Exercise details
Give every entry again, word for word.

Records to process
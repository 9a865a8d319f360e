//! Configuration management for Warden.

use anyhow::{Context, Result};
use serde::Deserialize;
use std::path::Path;

use gatehouse_common::constants::{
    ANSWER_COOLDOWN_SECS, ARITHMETIC_CHALLENGE_TTL_SECS, DEFAULT_DB_PATH, DEFAULT_LISTEN_ADDR,
    DEFAULT_REDIS_URL, DEFAULT_TAG_CONFIDENCE, MAX_CHALLENGE_ATTEMPTS,
    VIOLATION_NOTICE_DELETE_SECS, VISUAL_CHALLENGE_TTL_SECS,
};

/// Application configuration
#[derive(Debug, Clone, Deserialize)]
pub struct AppConfig {
    /// Redis connection URL
    #[serde(default = "default_redis_url")]
    pub redis_url: String,

    /// Sqlite database path
    #[serde(default = "default_db_path")]
    pub db_path: String,

    /// HTTP listen address
    #[serde(default = "default_listen_addr")]
    pub listen_addr: String,

    /// Base URL of the platform adapter that executes our commands
    #[serde(default = "default_relay_url")]
    pub relay_url: String,

    /// Administrative channel receiving audit events (none = process log only)
    #[serde(default)]
    pub audit_channel_id: Option<i64>,

    /// Challenge configuration
    #[serde(default)]
    pub challenge: ChallengeSettings,

    /// Moderation configuration
    #[serde(default)]
    pub moderation: ModerationSettings,
}

/// Challenge-specific configuration
#[derive(Debug, Clone, Deserialize)]
pub struct ChallengeSettings {
    /// Option-button challenge validity in seconds
    #[serde(default = "default_arithmetic_ttl")]
    pub arithmetic_ttl_secs: u64,

    /// Typed-answer challenge validity in seconds
    #[serde(default = "default_visual_ttl")]
    pub visual_ttl_secs: u64,

    /// Incorrect answers allowed per request
    #[serde(default = "default_max_attempts")]
    pub max_attempts: u32,

    /// Cool-down after the budget is spent, in seconds
    #[serde(default = "default_cooldown")]
    pub cooldown_secs: u64,

    /// Path to the font used for visual challenges
    #[serde(default = "default_font_path")]
    pub font_path: String,
}

impl Default for ChallengeSettings {
    fn default() -> Self {
        Self {
            arithmetic_ttl_secs: default_arithmetic_ttl(),
            visual_ttl_secs: default_visual_ttl(),
            max_attempts: default_max_attempts(),
            cooldown_secs: default_cooldown(),
            font_path: default_font_path(),
        }
    }
}

/// Moderation-specific configuration
#[derive(Debug, Clone, Deserialize)]
pub struct ModerationSettings {
    /// Minimum classifier confidence for a forbidden-tag match
    #[serde(default = "default_tag_confidence")]
    pub tag_confidence_threshold: f32,

    /// How long in-group notices stay up, in seconds
    #[serde(default = "default_notice_delete")]
    pub notice_delete_secs: u64,

    /// Vision service endpoint (none = caption checks only)
    #[serde(default)]
    pub vision_endpoint: Option<String>,

    /// Vision service API key
    #[serde(default)]
    pub vision_api_key: Option<String>,
}

impl Default for ModerationSettings {
    fn default() -> Self {
        Self {
            tag_confidence_threshold: default_tag_confidence(),
            notice_delete_secs: default_notice_delete(),
            vision_endpoint: None,
            vision_api_key: None,
        }
    }
}

// Default value functions
fn default_redis_url() -> String { DEFAULT_REDIS_URL.to_string() }
fn default_db_path() -> String { DEFAULT_DB_PATH.to_string() }
fn default_listen_addr() -> String { DEFAULT_LISTEN_ADDR.to_string() }
fn default_relay_url() -> String { "http://127.0.0.1:8090".to_string() }
fn default_arithmetic_ttl() -> u64 { ARITHMETIC_CHALLENGE_TTL_SECS }
fn default_visual_ttl() -> u64 { VISUAL_CHALLENGE_TTL_SECS }
fn default_max_attempts() -> u32 { MAX_CHALLENGE_ATTEMPTS }
fn default_cooldown() -> u64 { ANSWER_COOLDOWN_SECS }
fn default_font_path() -> String { "assets/fonts/DejaVuSans.ttf".to_string() }
fn default_tag_confidence() -> f32 { DEFAULT_TAG_CONFIDENCE }
fn default_notice_delete() -> u64 { VIOLATION_NOTICE_DELETE_SECS }

impl AppConfig {
    /// Load configuration from file, with CLI overrides
    pub fn load(config_path: &str, args: &super::Args) -> Result<Self> {
        let mut config = if Path::new(config_path).exists() {
            let settings = config::Config::builder()
                .add_source(config::File::with_name(config_path))
                .build()
                .context("Failed to load config file")?;

            settings
                .try_deserialize()
                .context("Failed to parse config")?
        } else {
            // Use defaults if config file doesn't exist
            tracing::warn!("Config file not found, using defaults");
            Self::default()
        };

        // Apply CLI overrides
        if let Some(ref redis_url) = args.redis_url {
            config.redis_url = redis_url.clone();
        }
        if let Some(ref listen) = args.listen {
            config.listen_addr = listen.clone();
        }
        if let Some(ref relay_url) = args.relay_url {
            config.relay_url = relay_url.clone();
        }
        if let Some(ref db_path) = args.db_path {
            config.db_path = db_path.clone();
        }

        Ok(config)
    }
}

impl Default for AppConfig {
    fn default() -> Self {
        Self {
            redis_url: default_redis_url(),
            db_path: default_db_path(),
            listen_addr: default_listen_addr(),
            relay_url: default_relay_url(),
            audit_channel_id: None,
            challenge: ChallengeSettings::default(),
            moderation: ModerationSettings::default(),
        }
    }
}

Answer to the problem
repository 9a865a8d319f360e
//! Configuration management for Warden.

use anyhow::{Context, Result};
use serde::Deserialize;
use std::path::Path;

use gatehouse_common::constants::{
    ANSWER_COOLDOWN_SECS, ARITHMETIC_CHALLENGE_TTL_SECS, DEFAULT_DB_PATH, DEFAULT_LISTEN_ADDR,
    DEFAULT_REDIS_URL, DEFAULT_TAG_CONFIDENCE, MAX_CHALLENGE_ATTEMPTS,
    VIOLATION_NOTICE_DELETE_SECS, VISUAL_CHALLENGE_TTL_SECS,
};

/// Application configuration
#[derive(Debug, Clone, Deserialize)]
pub struct AppConfig {
    /// Redis connection URL
    #[serde(default = "default_redis_url")]
    pub redis_url: String,

    /// Sqlite database path
    #[serde(default = "default_db_path")]
    pub db_path: String,

    /// HTTP listen address
    #[serde(default = "default_listen_addr")]
    pub listen_addr: String,

    /// Base URL of the platform adapter that executes our commands
    #[serde(default = "default_relay_url")]
    pub relay_url: String,

    /// Administrative channel receiving audit events (none = process log only)
    #[serde(default)]
    pub audit_channel_id: Option<i64>,

    /// Challenge configuration
    #[serde(default)]
    pub challenge: ChallengeSettings,

    /// Moderation configuration
    #[serde(default)]
    pub moderation: ModerationSettings,
}

/// Challenge-specific configuration
#[derive(Debug, Clone, Deserialize)]
pub struct ChallengeSettings {
    /// Option-button challenge validity in seconds
    #[serde(default = "default_arithmetic_ttl")]
    pub arithmetic_ttl_secs: u64,

    /// Typed-answer challenge validity in seconds
    #[serde(default = "default_visual_ttl")]
    pub visual_ttl_secs: u64,

    /// Incorrect answers allowed per request
    #[serde(default = "default_max_attempts")]
    pub max_attempts: u32,

    /// Cool-down after the budget is spent, in seconds
    #[serde(default = "default_cooldown")]
    pub cooldown_secs: u64,

    /// Path to the font used for visual challenges
    #[serde(default = "default_font_path")]
    pub font_path: String,
}

impl Default for ChallengeSettings {
    fn default() -> Self {
        Self {
            arithmetic_ttl_secs: default_arithmetic_ttl(),
            visual_ttl_secs: default_visual_ttl(),
            max_attempts: default_max_attempts(),
            cooldown_secs: default_cooldown(),
            font_path: default_font_path(),
        }
    }
}

/// Moderation-specific configuration
#[derive(Debug, Clone, Deserialize)]
pub struct ModerationSettings {
    /// Minimum classifier confidence for a forbidden-tag match
    #[serde(default = "default_tag_confidence")]
    pub tag_confidence_threshold: f32,

    /// How long in-group notices stay up, in seconds
    #[serde(default = "default_notice_delete")]
    pub notice_delete_secs: u64,

    /// Vision service endpoint (none = caption checks only)
    #[serde(default)]
    pub vision_endpoint: Option<String>,

    /// Vision service API key
    #[serde(default)]
    pub vision_api_key: Option<String>,
}

impl Default for ModerationSettings {
    fn default() -> Self {
        Self {
            tag_confidence_threshold: default_tag_confidence(),
            notice_delete_secs: default_notice_delete(),
            vision_endpoint: None,
            vision_api_key: None,
        }
    }
}

// Default value functions
fn default_redis_url() -> String { DEFAULT_REDIS_URL.to_string() }
fn default_db_path() -> String { DEFAULT_DB_PATH.to_string() }
fn default_listen_addr() -> String { DEFAULT_LISTEN_ADDR.to_string() }
fn default_relay_url() -> String { "http://127.0.0.1:8090".to_string() }
fn default_arithmetic_ttl() -> u64 { ARITHMETIC_CHALLENGE_TTL_SECS }
fn default_visual_ttl() -> u64 { VISUAL_CHALLENGE_TTL_SECS }
fn default_max_attempts() -> u32 { MAX_CHALLENGE_ATTEMPTS }
fn default_cooldown() -> u64 { ANSWER_COOLDOWN_SECS }
fn default_font_path() -> String { "assets/fonts/DejaVuSans.ttf".to_string() }
fn default_tag_confidence() -> f32 { DEFAULT_TAG_CONFIDENCE }
fn default_notice_delete() -> u64 { VIOLATION_NOTICE_DELETE_SECS }

impl AppConfig {
    /// Load configuration from file, with CLI overrides
    pub fn load(config_path: &str, args: &super::Args) -> Result<Self> {
        let mut config = if Path::new(config_path).exists() {
            let settings = config::Config::builder()
                .add_source(config::File::with_name(config_path))
                .build()
                .context("Failed to load config file")?;

            settings
                .try_deserialize()
                .context("Failed to parse config")?
        } else {
            // Use defaults if config file doesn't exist
            tracing::warn!("Config file not found, using defaults");
            Self::default()
        };

        // Apply CLI overrides
        if let Some(ref redis_url) = args.redis_url {
            config.redis_url = redis_url.clone();
        }
        if let Some(ref listen) = args.listen {
            config.listen_addr = listen.clone();
        }
        if let Some(ref relay_url) = args.relay_url {
            config.relay_url = relay_url.clone();
        }
        if let Some(ref db_path) = args.db_path {
            config.db_path = db_path.clone();
        }

        Ok(config)
    }
}

impl Default for AppConfig {
    fn default() -> Self {
        Self {
            redis_url: default_redis_url(),
            db_path: default_db_path(),
            listen_addr: default_listen_addr(),
            relay_url: default_relay_url(),
            audit_channel_id: None,
            challenge: ChallengeSettings::default(),
            moderation: ModerationSettings::default(),
        }
    }
}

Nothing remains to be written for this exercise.